Assignment |
One part of the entries below is wanted: the lines from the one containing "const MAX_KEY_RUNES: usize = 100;" through the one containing "pub fn sanitize_tool_params(input: &ContextMap)". Write those out exactly and nothing else.

++++++++

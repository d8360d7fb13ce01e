//! Context Sanitizer (C1).
//!
//! Takes an untrusted key/value map and returns a shaped copy safe for wire
//! transmission. Pure and deterministic given its inputs; never errors, only
//! drops/truncates and logs at debug level.

use crate::types::{ContextMap, ContextValue};
use once_cell::sync::Lazy;
use regex::Regex;

const MAX_KEY_RUNES: usize = 100;
const MAX_STRING_RUNES: usize = 10_000;
const MAX_LIST_LEN: usize = 100;
const MAX_TOOL_PARAM_MAP_LEN: usize = 20;
const MAX_SECRET_STRING_LEN: usize = 500;
const REDACTION_MARKER: &str = "[REDACTED]";
const TRUNCATION_SUFFIX: &str = "...[truncated]";

/// Internal metadata keys that must never be echoed back to the LLM.
const DENYLISTED_KEYS: &[&str] = &[
    "budget_counter",
    "budget_counters",
    "token_total",
    "token_totals",
    "provider",
    "model",
    "_internal",
];

static SECRET_KEY_PATTERN: Lazy<Regex> = Lazy::new(|| {
    Regex::new(r"(?i)token|secret|password|key|credential|auth").expect("valid secret-key regex")
});

/// Truncate a string to at most `limit` Unicode scalar values (runes),
/// never splitting a codepoint and never introducing `\u{FFFD}`.
pub fn rune_truncate(s: &str, limit: usize) -> String {
    if s.chars().count() <= limit {
        return s.to_string();
    }
    s.chars().take(limit).collect()
}

fn is_denylisted_key(key: &str) -> bool {
    let lower = key.to_ascii_lowercase();
    DENYLISTED_KEYS.iter().any(|d| lower == *d)
}

/// Whether a key name suggests it carries a secret (forced-tool path, §4.1).
pub fn is_secret_key(key: &str) -> bool {
    SECRET_KEY_PATTERN.is_match(key)
}

/// Sanitize a context map destined for the wire / LLM. Maps are not length
/// bounded at the top level (context maps are otherwise unbounded); use
/// [`sanitize_tool_params`] for the bounded tool-parameter variant.
pub fn sanitize_context(input: &ContextMap) -> ContextMap {
    sanitize_map(input, usize::MAX, false)
}

/// Sanitize a tool-parameter map: bounded to 20 entries, with secret
/// redaction applied (forced-tool path, §4.1).
pub fn sanitize_tool_params(input: &ContextMap) -> ContextMap {
    sanitize_map(input, MAX_TOOL_PARAM_MAP_LEN, true)
}

fn sanitize_map(input: &ContextMap, max_len: usize, redact_secrets: bool) -> ContextMap {
    let mut out = ContextMap::new();
    for (key, value) in input.iter() {
        if out.len() >= max_len {
            log::debug!("sanitize: map truncated at {max_len} entries");
            break;
        }
        if key.is_empty() {
            log::debug!("sanitize: dropping empty key");
            continue;
        }
        if is_denylisted_key(key) {
            log::debug!("sanitize: stripping denylisted key {key}");
            continue;
        }
        let truncated_key = rune_truncate(key, MAX_KEY_RUNES);
        match sanitize_value(value, redact_secrets && is_secret_key(&truncated_key)) {
            Some(v) => {
                out.insert(truncated_key, v);
            }
            None => log::debug!("sanitize: dropping unsupported value for key {key}"),
        }
    }
    out
}

fn sanitize_value(value: &ContextValue, redact: bool) -> Option<ContextValue> {
    match value {
        ContextValue::Null => Some(ContextValue::Null),
        ContextValue::Bool(b) => Some(ContextValue::Bool(*b)),
        ContextValue::Int(i) => Some(ContextValue::Int(*i)),
        ContextValue::Float(f) => Some(ContextValue::Float(*f)),
        ContextValue::Str(s) => Some(ContextValue::Str(sanitize_string(s, redact))),
        ContextValue::List(items) => {
            let truncated: Vec<ContextValue> = items
                .iter()
                .take(MAX_LIST_LEN)
                .filter_map(|v| sanitize_value(v, redact))
                .collect();
            Some(ContextValue::List(truncated))
        }
        ContextValue::Map(m) => {
            let inner = sanitize_map_recursive(m, redact);
            Some(ContextValue::Map(inner))
        }
    }
}

fn sanitize_map_recursive(
    input: &indexmap::IndexMap<String, ContextValue>,
    redact: bool,
) -> indexmap::IndexMap<String, ContextValue> {
    let mut out = indexmap::IndexMap::new();
    for (key, value) in input.iter() {
        if out.len() >= MAX_TOOL_PARAM_MAP_LEN {
            break;
        }
        if key.is_empty() || is_denylisted_key(key) {
            continue;
        }
        let truncated_key = rune_truncate(key, MAX_KEY_RUNES);
        let key_is_secret = redact && is_secret_key(&truncated_key);
        if let Some(v) = sanitize_value(value, key_is_secret) {
            out.insert(truncated_key, v);
        }
    }
    out
}

fn sanitize_string(s: &str, redact: bool) -> String {
    if redact {
        if s.chars().count() > MAX_SECRET_STRING_LEN {
            return format!(
                "{}{}",
                rune_truncate(s, MAX_SECRET_STRING_LEN),
                TRUNCATION_SUFFIX
            );
        }
        return REDACTION_MARKER.to_string();
    }
    rune_truncate(s, MAX_STRING_RUNES)
}

#[cfg(test)]
mod tests {
    use super::*;

    fn map_of(pairs: Vec<(&str, ContextValue)>) -> ContextMap {
        pairs.into_iter().map(|(k, v)| (k.to_string(), v)).collect()
    }

    #[test]
    fn sanitizer_is_idempotent() {
        let m = map_of(vec![
            ("name".into(), ContextValue::Str("hi".into())),
            (
                "nested".into(),
                ContextValue::Map(map_of(vec![("x".into(), ContextValue::Int(1))])),
            ),
        ]);
        let once = sanitize_context(&m);
        let twice = sanitize_context(&once);
        assert_eq!(once, twice);
    }

    #[test]
    fn denylisted_keys_are_stripped() {
        let m = map_of(vec![
            ("token_total".into(), ContextValue::Int(5)),
            ("provider".into(), ContextValue::Str("openai".into())),
            ("ok".into(), ContextValue::Str("fine".into())),
        ]);
        let sanitized = sanitize_context(&m);
        assert!(!sanitized.contains_key("token_total"));
        assert!(!sanitized.contains_key("provider"));
        assert!(sanitized.contains_key("ok"));
    }

    #[test]
    fn secret_keys_are_redacted_in_tool_params() {
        let m = map_of(vec![("api_token".into(), ContextValue::Str("sekret".into()))]);
        let sanitized = sanitize_tool_params(&m);
        assert_eq!(
            sanitized.get("api_token").unwrap().as_str().unwrap(),
            REDACTION_MARKER
        );
    }

    #[test]
    fn long_secret_strings_are_truncated_with_suffix_instead_of_redacted() {
        let long = "x".repeat(600);
        let m = map_of(vec![("password".into(), ContextValue::Str(long))]);
        let sanitized = sanitize_tool_params(&m);
        let value = sanitized.get("password").unwrap().as_str().unwrap();
        assert!(value.ends_with(TRUNCATION_SUFFIX));
        assert!(value.chars().count() <= MAX_SECRET_STRING_LEN + TRUNCATION_SUFFIX.len());
    }

    #[test]
    fn string_values_are_rune_truncated_without_replacement_chars() {
        let long = "é".repeat(20_000);
        let m = map_of(vec![("s".into(), ContextValue::Str(long))]);
        let sanitized = sanitize_context(&m);
        let value = sanitized.get("s").unwrap().as_str().unwrap();
        assert_eq!(value.chars().count(), MAX_STRING_RUNES);
        assert!(!value.contains('\u{FFFD}'));
    }

    #[test]
    fn lists_are_truncated_at_100() {
        let items: Vec<ContextValue> = (0..150).map(ContextValue::Int).collect();
        let m = map_of(vec![("l".into(), ContextValue::List(items))]);
        let sanitized = sanitize_context(&m);
        match sanitized.get("l").unwrap() {
            ContextValue::List(l) => assert_eq!(l.len(), MAX_LIST_LEN),
            other => panic!("expected list, got {other:?}"),
        }
    }

    #[test]
    fn tool_param_maps_are_bounded_at_20() {
        let m: ContextMap = (0..30)
            .map(|i| (format!("k{i}"), ContextValue::Int(i)))
            .collect();
        let sanitized = sanitize_tool_params(&m);
        assert_eq!(sanitized.len(), MAX_TOOL_PARAM_MAP_LEN);
    }

    #[test]
    fn rune_truncate_respects_rune_count_over_bytes() {
        let s = "a".repeat(10);
        let truncated = rune_truncate(&s, 5);
        assert_eq!(truncated.chars().count(), 5);
    }

    #[test]
    fn is_secret_key_matches_case_insensitively() {
        assert!(is_secret_key("API_TOKEN"));
        assert!(is_secret_key("Password"));
        assert!(is_secret_key("auth_header"));
        assert!(!is_secret_key("tool_name"));
    }
}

++++++++

Result of the task |
const MAX_KEY_RUNES: usize = 100;
const MAX_STRING_RUNES: usize = 10_000;
const MAX_LIST_LEN: usize = 100;
const MAX_TOOL_PARAM_MAP_LEN: usize = 20;
const MAX_SECRET_STRING_LEN: usize = 500;
const REDACTION_MARKER: &str = "[REDACTED]";
const TRUNCATION_SUFFIX: &str = "...[truncated]";

/// Internal metadata keys that must never be echoed back to the LLM.
const DENYLISTED_KEYS: &[&str] = &[
    "budget_counter",
    "budget_counters",
    "token_total",
    "token_totals",
    "provider",
    "model",
    "_internal",
];

static SECRET_KEY_PATTERN: Lazy<Regex> = Lazy::new(|| {
    Regex::new(r"(?i)token|secret|password|key|credential|auth").expect("valid secret-key regex")
});

/// Truncate a string to at most `limit` Unicode scalar values (runes),
/// never splitting a codepoint and never introducing `\u{FFFD}`.
pub fn rune_truncate(s: &str, limit: usize) -> String {
    if s.chars().count() <= limit {
        return s.to_string();
    }
    s.chars().take(limit).collect()
}

fn is_denylisted_key(key: &str) -> bool {
    let lower = key.to_ascii_lowercase();
    DENYLISTED_KEYS.iter().any(|d| lower == *d)
}

/// Whether a key name suggests it carries a secret (forced-tool path, §4.1).
pub fn is_secret_key(key: &str) -> bool {
    SECRET_KEY_PATTERN.is_match(key)
}

/// Sanitize a context map destined for the wire / LLM. Maps are not length
/// bounded at the top level (context maps are otherwise unbounded); use
/// [`sanitize_tool_params`] for the bounded tool-parameter variant.
pub fn sanitize_context(input: &ContextMap) -> ContextMap {
    sanitize_map(input, usize::MAX, false)
}

/// Sanitize a tool-parameter map: bounded to 20 entries, with secret
/// redaction applied (forced-tool path, §4.1).
pub fn sanitize_tool_params(input: &ContextMap) -> ContextMap {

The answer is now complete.